Written by Jim Jordal   
Wednesday, 21 October 2015


By Jim Jordal

 Not everyone who says to me, 'Lord, Lord,' will enter into the Kingdom of Heaven; but he who does the will of my Father who is in heaven. Many will tell me in that day, 'Lord, Lord, didn't we prophesy in your name, in your name cast out demons, and in your name do many mighty works?' Then I will tell them, 'I never knew you. Depart from me, you who work iniquity.' Matt. 7:21-23 WEB

Pope Francis has just completed his first visit to the U.S. amid massive crowds and eager interviewers anxious to capture his vital message and compelling presence for those of us who might like to view this historic visit in person, but cannot.

One thing they reported accurately was that the pope would tell us some things we wanted to hear, and other things we didn’t want to hear. We love to feel forgiven and approved by God, but we don’t like so much to hear about our apathetic indifference concerning middle class destruction, refugee suffering, and our ongoing failure to deal fairly with “the least of these.”

The message and meaning of Christianity includes both things we want to hear, and things we don’t.
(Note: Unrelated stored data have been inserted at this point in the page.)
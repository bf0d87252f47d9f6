//! Letter-to-index conversion utilities.
//!
//! All of the core logic works on letters as integers `0..26`; characters
//! only appear at the edges of the API. These helpers do the translation.

use crate::error::BombeError;

/// Number of letters in the alphabet the machine works with.
pub const ALPHABET_LEN: usize = 26;

/// Converts an uppercase letter to its index (`'A'` is 0).
///
/// # Errors
/// Returns [`BombeError::InvalidLetter`] for anything outside `A`..`Z`.
pub fn a2i(c: char) -> Result<u8, BombeError> {
    if c.is_ascii_uppercase() {
        Ok(c as u8 - b'A')
    } else {
        Err(BombeError::InvalidLetter(c))
    }
}

/// Converts a letter index back to an uppercase character.
///
/// The index is taken modulo 26.
pub fn i2a(i: u8) -> char {
    (b'A' + i % ALPHABET_LEN as u8) as char
}

/// Converts a whole string of uppercase letters to indices.
///
/// # Errors
/// Returns [`BombeError::InvalidLetter`] on the first character outside `A`..`Z`.
pub fn letters(text: &str) -> Result<Vec<u8>, BombeError> {
    text.chars().map(a2i).collect()
}

/// Converts a slice of letter indices to a string.
pub fn to_text(letters: &[u8]) -> String {
    letters.iter().map(|&l| i2a(l)).collect()
}

/// Strips everything but ASCII letters and uppercases the rest.
///
/// Used on user-supplied text before it reaches the strict core.
pub fn sanitize(text: &str) -> String {
    text.chars()
        .filter(|c| c.is_ascii_alphabetic())
        .map(|c| c.to_ascii_uppercase())
        .collect()
}

/// Non-negative modulo 26.
pub(crate) fn mod26(x: i32) -> u8 {
    x.rem_euclid(ALPHABET_LEN as i32) as u8
}

#[cfg(test)]
mod tests {
    use super::*;

    #[test]
    fn test_a2i_bounds() {
        assert_eq!(a2i('A'), Ok(0));
        assert_eq!(a2i('Z'), Ok(25));
    }

    #[test]
    fn test_a2i_rejects_lowercase_and_digits() {
        assert_eq!(a2i('a'), Err(BombeError::InvalidLetter('a')));
        assert_eq!(a2i('7'), Err(BombeError::InvalidLetter('7')));
    }

    #[test]
    fn test_i2a_wraps() {
        assert_eq!(i2a(0), 'A');
        assert_eq!(i2a(25), 'Z');
        assert_eq!(i2a(26), 'A');
    }

    #[test]
    fn test_letters_and_back() {
        let l = letters("BOMBE").unwrap();
        assert_eq!(l, vec![1, 14, 12, 1, 4]);
        assert_eq!(to_text(&l), "BOMBE");
    }

    #[test]
    fn test_letters_reports_first_bad_char() {
        assert_eq!(letters("AB-C"), Err(BombeError::InvalidLetter('-')));
    }

    #[test]
    fn test_sanitize() {
        assert_eq!(sanitize("Wetter vorhersage, 1941!"), "WETTERVORHERSAGE");
        assert_eq!(sanitize(""), "");
    }

    #[test]
    fn test_mod26_negative() {
        assert_eq!(mod26(-1), 25);
        assert_eq!(mod26(-27), 25);
        assert_eq!(mod26(52), 0);
    }
}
That was the clear meaning of Jesus’ teaching in the passage above. Jesus offers comfort and promise to the follower “who does the will of my Father who is in heaven,” and separation from Himself in his earthly kingdom for those who “work iniquity,” or “practice lawlessness” as the possibly more accurate New King James Version says. We want to hear of our acceptance into Christ’s kingdom, but we don’t like messages indicating our failures and their possible consequences.

The phrase “working iniquity” implies actively and knowingly doing evil in violation of God’s law. The softer phrase “practice lawlessness” allows the entrance of ignorance and inattention as factors leading to law-breaking.
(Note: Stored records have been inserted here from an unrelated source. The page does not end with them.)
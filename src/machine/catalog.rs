//! Historical Enigma rotor and reflector wirings, addressable by name.

/// A named rotor wiring in `PERMUTATION<NOTCHES` form.
#[derive(Debug, Clone, Copy, PartialEq, Eq)]
pub struct CatalogEntry {
    /// Conventional name, e.g. `"III"` or `"Beta"`.
    pub name: &'static str,
    /// Wiring specification accepted by [`Wiring::parse`](super::Wiring::parse)
    /// or [`Reflector::parse`](super::Reflector::parse).
    pub spec: &'static str,
}

/// Rotors I-VIII of the Wehrmacht and Kriegsmarine machines.
#[rustfmt::skip]
pub const ROTORS: [CatalogEntry; 8] = [
    CatalogEntry { name: "I", spec: "EKMFLGDQVZNTOWYHXUSPAIBRCJ<Q" },
    CatalogEntry { name: "II", spec: "AJDKSIRUXBLHWTMCQGZNPYFVOE<E" },
    CatalogEntry { name: "III", spec: "BDFHJLCPRTXVZNYEIWGAKMUSQO<V" },
    CatalogEntry { name: "IV", spec: "ESOVPZJAYQUIRHXLNFTGKDCMWB<J" },
    CatalogEntry { name: "V", spec: "VZBRGITYUPSDNHLXAWMJQOFECK<Z" },
    CatalogEntry { name: "VI", spec: "JPGVOUMFYQBENHZRDKASXLICTW<ZM" },
    CatalogEntry { name: "VII", spec: "NZJHGRCXMYSWBOUFAIVLPEKQDT<ZM" },
    CatalogEntry { name: "VIII", spec: "FKQHTLXOCBJSPDZRAMEWNIUYGV<ZM" },
];

/// Non-stepping fourth-slot rotors of the M4.
#[rustfmt::skip]
pub const FOURTH_ROTORS: [CatalogEntry; 2] = [
    CatalogEntry { name: "Beta", spec: "LEYJVCNIXWPBQMDRTAKZGFUHOS" },
    CatalogEntry { name: "Gamma", spec: "FSOKANUERHMBTIYCWLQPZXVGJD" },
];

/// Reflectors: B and C for three-rotor machines, the thin variants for the M4.
#[rustfmt::skip]
pub const REFLECTORS: [CatalogEntry; 4] = [
    CatalogEntry { name: "B", spec: "AY BR CU DH EQ FS GL IP JX KN MO TZ VW" },
    CatalogEntry { name: "C", spec: "AF BV CP DJ EI GO HY KR LZ MX NW QT SU" },
    CatalogEntry { name: "B Thin", spec: "AE BN CK DQ FU GY HW IJ LO MP RX SZ TV" },
    CatalogEntry { name: "C Thin", spec: "AR BD CO EJ FN GT HK IV LM PW QZ SX UY" },
];

fn find(entries: &'static [CatalogEntry], name: &str) -> Option<&'static CatalogEntry> {
    let name = name.trim();
    entries.iter().find(|e| e.name.eq_ignore_ascii_case(name))
}

/// Looks up a rotor (I-VIII, Beta, Gamma) by name, ignoring case.
pub fn rotor_by_name(name: &str) -> Option<&'static CatalogEntry> {
    find(&ROTORS, name).or_else(|| find(&FOURTH_ROTORS, name))
}

/// Looks up a reflector by name, ignoring case.
pub fn reflector_by_name(name: &str) -> Option<&'static CatalogEntry> {
    find(&REFLECTORS, name)
}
Perhaps the softer one better describes the state of much of American Christianity today. We don’t deliberately commit heinous sins against God and His people, but we do evade many principles of God’s law through ignorance or inattention. Either way, there’s a serious gap among Christians between what they claim to believe concerning justice and righteousness, and what they do about these issues. And it’s not so much that we deliberately violate God’s law, but that everything else we do seems to get in the way of acting on our faith.
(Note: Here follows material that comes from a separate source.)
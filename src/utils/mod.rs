//! Small helpers shared across the crate.

pub mod converter;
Folks, it’s not about developing worship services perfect in word and song. It’s not about getting more people into the church. Neither is it about gaining more contributions for ministry. These are all important in their proper place. But what it is about is preaching and teaching the whole counsel of God, including the Old as well as the New Testament, law as well as grace, responsibility as well as rights, action as well as information, and spiritual freedom rather than stultifying tradition and ritual.

This means that the age-old message of personal salvation should include the biblical definition of salvation as not only forgiveness and eternal life, but also salvation and deliverance from oppression of all sorts---economic, social, political, religious, and familial among others.

The coming Kingdom of God on Earth includes not only personal salvation, but every form of deliverance humankind now desperately searches for. It’s not all joyful singing and worshiping; it’s also reform, justice, mercy, and truth enshrined into law under Jesus Christ the King.

It’s the Jubilee message of Leviticus 25 now rising in a New World honoring rest for workers, protection for God’s earth, equitable redistribution of wealth, protection for debtors, abolition of usury, and ending of all forms of involuntary human servitude. That’s what it’s all about! And that’s why ignoring this portion of God’s law so upsets the King.